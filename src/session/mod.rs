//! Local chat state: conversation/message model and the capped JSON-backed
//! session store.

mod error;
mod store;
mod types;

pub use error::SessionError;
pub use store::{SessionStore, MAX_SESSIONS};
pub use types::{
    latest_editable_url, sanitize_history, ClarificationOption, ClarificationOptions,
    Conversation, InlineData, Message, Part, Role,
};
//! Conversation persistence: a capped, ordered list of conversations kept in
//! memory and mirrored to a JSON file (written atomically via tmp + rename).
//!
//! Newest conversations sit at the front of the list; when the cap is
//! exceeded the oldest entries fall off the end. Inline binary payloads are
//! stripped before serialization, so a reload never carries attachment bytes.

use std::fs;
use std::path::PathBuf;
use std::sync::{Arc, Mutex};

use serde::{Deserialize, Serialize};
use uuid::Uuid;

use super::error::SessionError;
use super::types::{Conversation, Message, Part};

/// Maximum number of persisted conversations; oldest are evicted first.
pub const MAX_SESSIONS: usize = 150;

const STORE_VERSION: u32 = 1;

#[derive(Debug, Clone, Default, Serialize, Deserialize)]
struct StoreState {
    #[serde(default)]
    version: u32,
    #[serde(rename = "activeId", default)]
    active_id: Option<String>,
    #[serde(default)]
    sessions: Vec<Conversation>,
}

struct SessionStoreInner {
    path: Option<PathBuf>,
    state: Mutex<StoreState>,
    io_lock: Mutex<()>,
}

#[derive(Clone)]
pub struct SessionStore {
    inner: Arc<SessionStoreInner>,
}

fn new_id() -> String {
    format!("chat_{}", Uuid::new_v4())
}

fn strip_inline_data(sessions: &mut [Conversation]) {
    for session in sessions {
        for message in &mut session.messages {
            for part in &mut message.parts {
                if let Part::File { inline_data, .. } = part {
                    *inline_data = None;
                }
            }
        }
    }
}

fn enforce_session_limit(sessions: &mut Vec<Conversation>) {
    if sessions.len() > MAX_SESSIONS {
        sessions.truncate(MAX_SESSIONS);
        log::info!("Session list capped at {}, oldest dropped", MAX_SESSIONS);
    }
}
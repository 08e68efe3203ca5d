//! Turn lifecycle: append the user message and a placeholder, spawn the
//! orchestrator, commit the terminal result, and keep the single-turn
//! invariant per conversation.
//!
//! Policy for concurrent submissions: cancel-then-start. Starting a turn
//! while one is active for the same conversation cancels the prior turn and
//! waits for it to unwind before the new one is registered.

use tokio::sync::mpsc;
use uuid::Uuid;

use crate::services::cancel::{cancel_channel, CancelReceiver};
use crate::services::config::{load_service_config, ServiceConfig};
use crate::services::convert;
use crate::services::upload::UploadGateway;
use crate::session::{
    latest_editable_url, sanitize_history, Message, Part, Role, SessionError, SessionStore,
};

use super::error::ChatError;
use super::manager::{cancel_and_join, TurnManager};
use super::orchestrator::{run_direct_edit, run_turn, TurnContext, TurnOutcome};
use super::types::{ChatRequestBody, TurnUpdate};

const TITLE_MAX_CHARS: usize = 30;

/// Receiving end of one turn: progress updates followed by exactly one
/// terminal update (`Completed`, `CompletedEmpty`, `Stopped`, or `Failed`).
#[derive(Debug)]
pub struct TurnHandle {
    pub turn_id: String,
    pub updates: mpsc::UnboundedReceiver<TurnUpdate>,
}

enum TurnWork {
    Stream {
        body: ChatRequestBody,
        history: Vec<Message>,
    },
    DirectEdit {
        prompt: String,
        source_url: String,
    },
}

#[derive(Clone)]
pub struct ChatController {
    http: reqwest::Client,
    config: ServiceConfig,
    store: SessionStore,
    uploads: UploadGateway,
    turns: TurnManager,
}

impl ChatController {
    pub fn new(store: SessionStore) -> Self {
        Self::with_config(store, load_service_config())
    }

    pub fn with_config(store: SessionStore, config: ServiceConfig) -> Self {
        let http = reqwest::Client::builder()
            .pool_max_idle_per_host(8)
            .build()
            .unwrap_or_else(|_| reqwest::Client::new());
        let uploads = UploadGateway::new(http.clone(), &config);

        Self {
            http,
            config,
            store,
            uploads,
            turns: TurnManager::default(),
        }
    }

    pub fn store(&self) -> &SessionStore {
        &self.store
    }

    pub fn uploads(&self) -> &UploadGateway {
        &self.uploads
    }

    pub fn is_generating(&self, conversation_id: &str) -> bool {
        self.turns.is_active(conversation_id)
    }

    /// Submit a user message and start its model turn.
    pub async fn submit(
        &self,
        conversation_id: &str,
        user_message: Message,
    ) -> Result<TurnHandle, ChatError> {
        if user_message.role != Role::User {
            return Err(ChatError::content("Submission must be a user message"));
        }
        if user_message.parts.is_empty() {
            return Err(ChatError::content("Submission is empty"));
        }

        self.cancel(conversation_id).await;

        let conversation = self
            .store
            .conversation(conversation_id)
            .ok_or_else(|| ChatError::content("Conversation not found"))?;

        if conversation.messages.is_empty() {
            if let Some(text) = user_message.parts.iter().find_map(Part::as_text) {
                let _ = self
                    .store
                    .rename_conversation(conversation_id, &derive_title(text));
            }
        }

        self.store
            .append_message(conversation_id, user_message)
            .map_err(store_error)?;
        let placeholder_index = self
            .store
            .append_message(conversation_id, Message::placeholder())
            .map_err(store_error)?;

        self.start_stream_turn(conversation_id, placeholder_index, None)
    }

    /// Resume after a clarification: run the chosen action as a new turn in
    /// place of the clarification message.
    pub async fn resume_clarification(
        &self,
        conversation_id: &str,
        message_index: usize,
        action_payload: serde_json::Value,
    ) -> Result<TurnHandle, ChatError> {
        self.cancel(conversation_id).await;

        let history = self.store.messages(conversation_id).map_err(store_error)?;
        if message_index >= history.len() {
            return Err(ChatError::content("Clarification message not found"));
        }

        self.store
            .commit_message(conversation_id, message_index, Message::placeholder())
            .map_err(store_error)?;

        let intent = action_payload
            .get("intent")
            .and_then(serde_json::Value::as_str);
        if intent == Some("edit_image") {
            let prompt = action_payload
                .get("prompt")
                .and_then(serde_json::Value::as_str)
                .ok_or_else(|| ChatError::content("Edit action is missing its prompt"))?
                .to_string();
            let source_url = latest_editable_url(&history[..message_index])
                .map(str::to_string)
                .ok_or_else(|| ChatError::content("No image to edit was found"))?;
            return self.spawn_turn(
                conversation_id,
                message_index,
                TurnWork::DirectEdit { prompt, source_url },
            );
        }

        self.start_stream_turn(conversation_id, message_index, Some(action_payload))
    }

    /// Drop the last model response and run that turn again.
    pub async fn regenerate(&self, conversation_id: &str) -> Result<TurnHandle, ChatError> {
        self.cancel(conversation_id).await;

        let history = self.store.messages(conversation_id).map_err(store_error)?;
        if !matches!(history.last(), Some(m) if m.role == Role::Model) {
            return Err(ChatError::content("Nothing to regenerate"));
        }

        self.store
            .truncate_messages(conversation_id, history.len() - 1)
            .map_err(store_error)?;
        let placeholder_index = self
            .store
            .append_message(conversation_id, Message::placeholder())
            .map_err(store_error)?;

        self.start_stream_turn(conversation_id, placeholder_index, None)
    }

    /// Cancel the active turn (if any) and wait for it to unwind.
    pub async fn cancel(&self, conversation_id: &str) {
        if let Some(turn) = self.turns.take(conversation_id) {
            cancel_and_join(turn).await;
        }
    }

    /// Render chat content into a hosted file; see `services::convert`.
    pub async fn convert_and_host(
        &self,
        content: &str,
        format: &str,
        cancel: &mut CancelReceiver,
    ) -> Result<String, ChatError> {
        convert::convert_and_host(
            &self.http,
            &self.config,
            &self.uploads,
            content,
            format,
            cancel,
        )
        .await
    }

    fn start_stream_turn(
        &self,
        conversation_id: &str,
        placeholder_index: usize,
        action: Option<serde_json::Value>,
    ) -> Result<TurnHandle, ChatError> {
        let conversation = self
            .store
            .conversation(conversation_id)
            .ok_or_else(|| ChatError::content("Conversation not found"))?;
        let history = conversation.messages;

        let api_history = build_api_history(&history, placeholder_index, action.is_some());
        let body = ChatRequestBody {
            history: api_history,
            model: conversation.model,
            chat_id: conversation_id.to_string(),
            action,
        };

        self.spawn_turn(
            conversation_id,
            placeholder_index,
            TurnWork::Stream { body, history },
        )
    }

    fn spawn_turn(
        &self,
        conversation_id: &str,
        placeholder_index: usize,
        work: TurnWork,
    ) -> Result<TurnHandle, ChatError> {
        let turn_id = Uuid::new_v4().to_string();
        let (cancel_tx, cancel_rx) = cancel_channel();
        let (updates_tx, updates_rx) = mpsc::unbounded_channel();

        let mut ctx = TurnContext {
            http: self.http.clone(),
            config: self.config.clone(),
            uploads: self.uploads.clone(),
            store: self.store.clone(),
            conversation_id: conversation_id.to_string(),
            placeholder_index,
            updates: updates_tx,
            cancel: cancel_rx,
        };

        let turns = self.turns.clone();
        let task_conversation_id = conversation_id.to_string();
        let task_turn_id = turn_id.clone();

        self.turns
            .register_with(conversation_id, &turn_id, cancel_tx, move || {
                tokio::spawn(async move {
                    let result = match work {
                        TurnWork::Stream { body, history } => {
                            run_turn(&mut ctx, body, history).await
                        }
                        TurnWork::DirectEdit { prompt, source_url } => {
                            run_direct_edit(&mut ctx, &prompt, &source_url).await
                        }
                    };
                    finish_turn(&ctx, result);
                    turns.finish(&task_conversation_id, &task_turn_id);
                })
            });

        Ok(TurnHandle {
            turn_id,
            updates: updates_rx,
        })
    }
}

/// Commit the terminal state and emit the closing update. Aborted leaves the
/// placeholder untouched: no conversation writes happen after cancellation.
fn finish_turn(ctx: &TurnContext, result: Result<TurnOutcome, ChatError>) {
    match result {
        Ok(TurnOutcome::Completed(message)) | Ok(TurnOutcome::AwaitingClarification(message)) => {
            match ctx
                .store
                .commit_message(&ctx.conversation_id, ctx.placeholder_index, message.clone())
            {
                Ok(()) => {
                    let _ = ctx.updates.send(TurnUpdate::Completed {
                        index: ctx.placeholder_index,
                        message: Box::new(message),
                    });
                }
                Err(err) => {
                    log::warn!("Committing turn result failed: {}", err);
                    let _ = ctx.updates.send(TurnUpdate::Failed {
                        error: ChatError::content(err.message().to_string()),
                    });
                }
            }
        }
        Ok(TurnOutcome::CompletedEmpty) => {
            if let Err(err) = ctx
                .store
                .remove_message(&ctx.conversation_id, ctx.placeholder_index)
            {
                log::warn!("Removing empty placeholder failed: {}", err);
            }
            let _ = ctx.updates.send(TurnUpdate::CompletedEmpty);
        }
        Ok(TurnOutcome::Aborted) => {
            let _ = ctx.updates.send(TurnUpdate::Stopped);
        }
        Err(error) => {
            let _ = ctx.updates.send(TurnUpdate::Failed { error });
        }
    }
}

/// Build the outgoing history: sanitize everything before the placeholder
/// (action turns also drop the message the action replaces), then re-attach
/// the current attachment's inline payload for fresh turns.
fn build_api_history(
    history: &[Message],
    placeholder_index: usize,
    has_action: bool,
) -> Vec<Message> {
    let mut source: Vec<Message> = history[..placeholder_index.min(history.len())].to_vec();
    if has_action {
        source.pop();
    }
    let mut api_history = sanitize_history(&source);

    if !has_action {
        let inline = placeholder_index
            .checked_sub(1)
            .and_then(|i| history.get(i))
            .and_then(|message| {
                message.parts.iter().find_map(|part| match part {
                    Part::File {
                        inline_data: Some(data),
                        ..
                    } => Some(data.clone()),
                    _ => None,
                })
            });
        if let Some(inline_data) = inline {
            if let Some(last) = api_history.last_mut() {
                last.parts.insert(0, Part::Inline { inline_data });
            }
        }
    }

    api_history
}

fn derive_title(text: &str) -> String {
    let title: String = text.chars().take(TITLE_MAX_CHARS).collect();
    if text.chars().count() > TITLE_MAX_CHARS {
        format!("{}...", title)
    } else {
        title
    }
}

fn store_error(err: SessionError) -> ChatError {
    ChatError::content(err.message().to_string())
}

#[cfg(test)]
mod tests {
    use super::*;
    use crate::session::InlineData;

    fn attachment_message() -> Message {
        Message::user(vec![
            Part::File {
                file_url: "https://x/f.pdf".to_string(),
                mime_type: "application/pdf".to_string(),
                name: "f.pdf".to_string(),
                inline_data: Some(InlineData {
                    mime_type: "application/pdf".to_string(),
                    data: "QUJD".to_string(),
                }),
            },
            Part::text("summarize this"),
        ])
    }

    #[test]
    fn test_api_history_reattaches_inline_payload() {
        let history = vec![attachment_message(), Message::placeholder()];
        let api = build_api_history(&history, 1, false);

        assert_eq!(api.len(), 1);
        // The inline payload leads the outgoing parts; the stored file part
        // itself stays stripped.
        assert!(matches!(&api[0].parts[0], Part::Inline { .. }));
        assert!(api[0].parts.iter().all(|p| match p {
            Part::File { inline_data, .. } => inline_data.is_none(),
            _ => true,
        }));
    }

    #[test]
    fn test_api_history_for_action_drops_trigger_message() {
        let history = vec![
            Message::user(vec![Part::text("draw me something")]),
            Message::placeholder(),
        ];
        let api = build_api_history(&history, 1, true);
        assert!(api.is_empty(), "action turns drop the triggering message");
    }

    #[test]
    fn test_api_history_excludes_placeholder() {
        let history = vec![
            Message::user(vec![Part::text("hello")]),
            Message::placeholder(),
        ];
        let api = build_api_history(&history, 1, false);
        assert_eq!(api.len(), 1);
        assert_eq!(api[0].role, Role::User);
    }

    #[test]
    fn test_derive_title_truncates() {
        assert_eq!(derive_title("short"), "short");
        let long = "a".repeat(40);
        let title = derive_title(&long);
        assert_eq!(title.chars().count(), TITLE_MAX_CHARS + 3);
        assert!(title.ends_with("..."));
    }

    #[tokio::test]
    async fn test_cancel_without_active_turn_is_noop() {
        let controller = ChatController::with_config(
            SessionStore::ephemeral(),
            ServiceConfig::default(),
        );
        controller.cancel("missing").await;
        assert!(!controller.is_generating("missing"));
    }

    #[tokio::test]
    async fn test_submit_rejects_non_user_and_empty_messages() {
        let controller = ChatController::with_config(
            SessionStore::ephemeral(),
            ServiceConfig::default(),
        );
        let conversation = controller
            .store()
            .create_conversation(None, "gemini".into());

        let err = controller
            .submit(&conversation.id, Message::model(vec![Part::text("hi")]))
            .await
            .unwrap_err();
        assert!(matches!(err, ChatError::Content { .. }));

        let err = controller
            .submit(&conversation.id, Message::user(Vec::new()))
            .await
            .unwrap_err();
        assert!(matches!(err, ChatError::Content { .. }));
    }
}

———

## What to produce
Write out a verbatim copy of the data, beginning with its first line and ending with the line that contains "placeholder, spawn the".

## Task response
filename src/session/mod.rs
//! Local chat state: conversation/message model and the capped JSON-backed
//! session store.

mod error;
mod store;
mod types;

pub use error::SessionError;
pub use store::{SessionStore, MAX_SESSIONS};
pub use types::{
    latest_editable_url, sanitize_history, ClarificationOption, ClarificationOptions,
    Conversation, InlineData, Message, Part, Role,
};
//! Conversation persistence: a capped, ordered list of conversations kept in
//! memory and mirrored to a JSON file (written atomically via tmp + rename).
//!
//! Newest conversations sit at the front of the list; when the cap is
//! exceeded the oldest entries fall off the end. Inline binary payloads are
//! stripped before serialization, so a reload never carries attachment bytes.

use std::fs;
use std::path::PathBuf;
use std::sync::{Arc, Mutex};

use serde::{Deserialize, Serialize};
use uuid::Uuid;

use super::error::SessionError;
use super::types::{Conversation, Message, Part};

/// Maximum number of persisted conversations; oldest are evicted first.
pub const MAX_SESSIONS: usize = 150;

const STORE_VERSION: u32 = 1;

#[derive(Debug, Clone, Default, Serialize, Deserialize)]
struct StoreState {
    #[serde(default)]
    version: u32,
    #[serde(rename = "activeId", default)]
    active_id: Option<String>,
    #[serde(default)]
    sessions: Vec<Conversation>,
}

struct SessionStoreInner {
    path: Option<PathBuf>,
    state: Mutex<StoreState>,
    io_lock: Mutex<()>,
}

#[derive(Clone)]
pub struct SessionStore {
    inner: Arc<SessionStoreInner>,
}

fn new_id() -> String {
    format!("chat_{}", Uuid::new_v4())
}

fn strip_inline_data(sessions: &mut [Conversation]) {
    for session in sessions {
        for message in &mut session.messages {
            for part in &mut message.parts {
                if let Part::File { inline_data, .. } = part {
                    *inline_data = None;
                }
            }
        }
    }
}

fn enforce_session_limit(sessions: &mut Vec<Conversation>) {
    if sessions.len() > MAX_SESSIONS {
        sessions.truncate(MAX_SESSIONS);
        log::info!("Session list capped at {}, oldest dropped", MAX_SESSIONS);
    }
}
repository 08e68efe3203ca5d
//! Turn lifecycle: append the user message and a placeholder, spawn the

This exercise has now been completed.